BEGIN EXERCISE MATERIALS
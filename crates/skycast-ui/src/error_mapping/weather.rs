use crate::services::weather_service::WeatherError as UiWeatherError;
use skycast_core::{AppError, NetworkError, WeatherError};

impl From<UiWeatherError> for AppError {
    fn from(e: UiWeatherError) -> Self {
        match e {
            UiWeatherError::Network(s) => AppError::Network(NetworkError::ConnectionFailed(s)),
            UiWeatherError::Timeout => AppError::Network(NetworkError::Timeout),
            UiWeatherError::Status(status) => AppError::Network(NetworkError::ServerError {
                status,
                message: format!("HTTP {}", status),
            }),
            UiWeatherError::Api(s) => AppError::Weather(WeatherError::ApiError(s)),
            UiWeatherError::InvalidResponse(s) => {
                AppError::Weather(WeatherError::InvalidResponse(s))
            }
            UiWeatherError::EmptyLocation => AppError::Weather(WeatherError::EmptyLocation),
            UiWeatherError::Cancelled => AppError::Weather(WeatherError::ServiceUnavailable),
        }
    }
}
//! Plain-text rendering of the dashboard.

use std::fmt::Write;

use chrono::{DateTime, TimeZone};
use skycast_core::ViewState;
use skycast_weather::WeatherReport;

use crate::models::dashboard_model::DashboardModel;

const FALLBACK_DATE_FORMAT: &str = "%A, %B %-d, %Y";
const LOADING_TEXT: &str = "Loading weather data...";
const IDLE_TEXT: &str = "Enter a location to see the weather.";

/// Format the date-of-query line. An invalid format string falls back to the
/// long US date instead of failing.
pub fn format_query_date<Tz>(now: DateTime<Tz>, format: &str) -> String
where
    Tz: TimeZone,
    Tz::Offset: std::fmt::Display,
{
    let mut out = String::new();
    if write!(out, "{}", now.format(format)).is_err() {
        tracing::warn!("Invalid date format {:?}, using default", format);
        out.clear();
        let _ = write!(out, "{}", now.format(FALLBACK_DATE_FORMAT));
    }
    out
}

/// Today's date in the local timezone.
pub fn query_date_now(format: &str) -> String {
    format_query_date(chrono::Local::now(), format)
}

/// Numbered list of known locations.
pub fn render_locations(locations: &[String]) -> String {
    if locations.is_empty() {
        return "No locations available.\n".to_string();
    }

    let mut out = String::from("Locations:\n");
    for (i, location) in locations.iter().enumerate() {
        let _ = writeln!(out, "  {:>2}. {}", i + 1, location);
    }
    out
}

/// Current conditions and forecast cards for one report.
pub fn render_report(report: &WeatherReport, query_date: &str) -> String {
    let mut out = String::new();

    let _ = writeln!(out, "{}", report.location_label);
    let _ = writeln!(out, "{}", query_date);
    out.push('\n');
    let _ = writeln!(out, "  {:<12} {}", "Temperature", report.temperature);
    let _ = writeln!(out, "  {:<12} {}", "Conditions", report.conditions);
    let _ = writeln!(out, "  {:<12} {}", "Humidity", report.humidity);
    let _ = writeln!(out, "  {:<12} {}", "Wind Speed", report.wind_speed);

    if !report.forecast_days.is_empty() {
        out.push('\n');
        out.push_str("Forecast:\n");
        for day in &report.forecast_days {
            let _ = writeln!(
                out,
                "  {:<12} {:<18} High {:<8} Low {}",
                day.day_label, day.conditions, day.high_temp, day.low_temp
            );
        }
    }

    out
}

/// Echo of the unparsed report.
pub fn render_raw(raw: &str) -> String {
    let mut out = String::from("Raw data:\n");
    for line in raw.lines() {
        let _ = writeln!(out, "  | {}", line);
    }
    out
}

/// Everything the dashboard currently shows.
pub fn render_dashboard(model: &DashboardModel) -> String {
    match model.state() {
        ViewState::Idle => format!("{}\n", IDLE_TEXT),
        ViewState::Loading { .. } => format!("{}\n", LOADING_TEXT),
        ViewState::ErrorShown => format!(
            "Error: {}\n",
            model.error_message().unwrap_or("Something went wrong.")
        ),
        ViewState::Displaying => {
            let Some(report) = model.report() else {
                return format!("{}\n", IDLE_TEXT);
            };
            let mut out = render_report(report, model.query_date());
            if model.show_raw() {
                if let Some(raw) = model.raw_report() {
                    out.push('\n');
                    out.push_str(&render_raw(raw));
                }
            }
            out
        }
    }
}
END EXERCISE MATERIALS
BEGIN EXERCISE MATERIALS
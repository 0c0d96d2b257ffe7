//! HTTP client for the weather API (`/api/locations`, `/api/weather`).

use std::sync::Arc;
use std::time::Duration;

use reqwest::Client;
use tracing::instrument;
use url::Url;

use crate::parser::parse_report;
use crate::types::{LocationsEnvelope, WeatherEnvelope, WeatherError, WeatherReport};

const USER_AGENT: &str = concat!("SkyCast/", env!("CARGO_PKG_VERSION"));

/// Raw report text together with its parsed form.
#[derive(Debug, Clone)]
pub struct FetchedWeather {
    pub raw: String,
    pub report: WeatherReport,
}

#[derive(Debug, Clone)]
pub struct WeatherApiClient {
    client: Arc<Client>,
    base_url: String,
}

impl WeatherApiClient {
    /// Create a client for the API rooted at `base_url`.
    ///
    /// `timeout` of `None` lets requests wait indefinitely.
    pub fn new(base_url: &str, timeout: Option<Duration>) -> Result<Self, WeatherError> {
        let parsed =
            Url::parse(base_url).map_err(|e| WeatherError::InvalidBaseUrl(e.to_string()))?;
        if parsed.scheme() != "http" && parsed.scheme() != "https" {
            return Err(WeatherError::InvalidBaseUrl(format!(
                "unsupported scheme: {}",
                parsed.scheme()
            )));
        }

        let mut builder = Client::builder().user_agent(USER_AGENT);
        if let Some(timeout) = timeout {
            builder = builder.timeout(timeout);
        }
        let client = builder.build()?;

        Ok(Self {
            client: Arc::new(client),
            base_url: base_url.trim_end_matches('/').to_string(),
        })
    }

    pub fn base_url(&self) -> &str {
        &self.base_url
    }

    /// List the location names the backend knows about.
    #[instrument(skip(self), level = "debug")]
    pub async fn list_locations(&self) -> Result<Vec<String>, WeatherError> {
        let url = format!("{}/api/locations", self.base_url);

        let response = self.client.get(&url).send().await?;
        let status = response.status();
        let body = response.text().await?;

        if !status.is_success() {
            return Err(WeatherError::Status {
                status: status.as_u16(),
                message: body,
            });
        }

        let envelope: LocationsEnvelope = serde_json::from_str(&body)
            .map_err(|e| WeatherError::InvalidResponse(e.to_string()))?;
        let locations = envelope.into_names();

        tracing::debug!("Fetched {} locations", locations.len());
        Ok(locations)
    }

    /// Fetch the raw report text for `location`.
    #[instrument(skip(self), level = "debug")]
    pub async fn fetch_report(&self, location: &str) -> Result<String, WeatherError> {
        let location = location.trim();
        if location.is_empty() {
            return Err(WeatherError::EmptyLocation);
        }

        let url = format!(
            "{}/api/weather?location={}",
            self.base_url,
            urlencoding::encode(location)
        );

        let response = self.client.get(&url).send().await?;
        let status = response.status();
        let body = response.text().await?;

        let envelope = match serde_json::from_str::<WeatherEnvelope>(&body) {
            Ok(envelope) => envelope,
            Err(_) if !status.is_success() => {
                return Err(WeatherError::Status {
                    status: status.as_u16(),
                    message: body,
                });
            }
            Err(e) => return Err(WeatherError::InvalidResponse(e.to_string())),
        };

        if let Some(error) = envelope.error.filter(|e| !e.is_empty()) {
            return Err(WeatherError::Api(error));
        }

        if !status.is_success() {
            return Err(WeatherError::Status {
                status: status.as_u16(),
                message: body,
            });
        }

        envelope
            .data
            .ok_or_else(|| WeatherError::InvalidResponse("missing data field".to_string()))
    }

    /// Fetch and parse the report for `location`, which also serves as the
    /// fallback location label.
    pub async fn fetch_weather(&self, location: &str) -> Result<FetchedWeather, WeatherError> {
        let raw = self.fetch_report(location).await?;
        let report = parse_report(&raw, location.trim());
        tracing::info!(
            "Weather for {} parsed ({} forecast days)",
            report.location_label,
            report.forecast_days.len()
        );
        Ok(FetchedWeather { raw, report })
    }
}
END EXERCISE MATERIALS
* _TASK REQUIREMENTS_
Your answer should consist only of the lines above between the line holding "const USER_AGENT: &str" and the line holding "let client = builder.build()?;", inclusive, each transcribed exactly.

* _TASK RESULT_
const USER_AGENT: &str = concat!("SkyCast/", env!("CARGO_PKG_VERSION"));

/// Raw report text together with its parsed form.
#[derive(Debug, Clone)]
pub struct FetchedWeather {
    pub raw: String,
    pub report: WeatherReport,
}

#[derive(Debug, Clone)]
pub struct WeatherApiClient {
    client: Arc<Client>,
    base_url: String,
}

impl WeatherApiClient {
    /// Create a client for the API rooted at `base_url`.
    ///
    /// `timeout` of `None` lets requests wait indefinitely.
    pub fn new(base_url: &str, timeout: Option<Duration>) -> Result<Self, WeatherError> {
        let parsed =
            Url::parse(base_url).map_err(|e| WeatherError::InvalidBaseUrl(e.to_string()))?;
        if parsed.scheme() != "http" && parsed.scheme() != "https" {
            return Err(WeatherError::InvalidBaseUrl(format!(
                "unsupported scheme: {}",
                parsed.scheme()
            )));
        }

        let mut builder = Client::builder().user_agent(USER_AGENT);
        if let Some(timeout) = timeout {
            builder = builder.timeout(timeout);
        }
        let client = builder.build()?;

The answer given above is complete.